- _TO DO_
Every line below from the one containing "throughout the application." to the final line must be reproduced exactly, and no other line may appear in the answer.

(Records from a dataset)
//! Custom error types for the common library
//!
//! This module defines application-specific error types that can be used
//! throughout the application.

use thiserror::Error;

/// Custom error type for record-store operations
#[derive(Error, Debug)]
pub enum StoreError {
    /// Error occurred while talking to the record-store service
    #[error("Record store request error: {0}")]
    Request(#[source] reqwest::Error),

    /// The record-store service rejected the request
    #[error("Record store returned status {status}: {message}")]
    Api { status: u16, message: String },

    /// A row came back without a field the caller requires, or with the
    /// wrong shape
    #[error("Malformed record {id} in table {table}: {message}")]
    Malformed {
        table: String,
        id: String,
        message: String,
    },

    /// Configuration error
    #[error("Record store configuration error: {0}")]
    Configuration(String),
}

/// Type alias for Result with StoreError
pub type StoreResult<T> = Result<T, StoreError>;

- _RESPONSE AREA_
//! throughout the application.

use thiserror::Error;

/// Custom error type for record-store operations
#[derive(Error, Debug)]
pub enum StoreError {
    /// Error occurred while talking to the record-store service
    #[error("Record store request error: {0}")]
    Request(#[source] reqwest::Error),

    /// The record-store service rejected the request
    #[error("Record store returned status {status}: {message}")]
    Api { status: u16, message: String },

    /// A row came back without a field the caller requires, or with the
    /// wrong shape
    #[error("Malformed record {id} in table {table}: {message}")]
    Malformed {
        table: String,
        id: String,
        message: String,
    },

    /// Configuration error
    #[error("Record store configuration error: {0}")]
    Configuration(String),
}

/// Type alias for Result with StoreError
pub type StoreResult<T> = Result<T, StoreError>;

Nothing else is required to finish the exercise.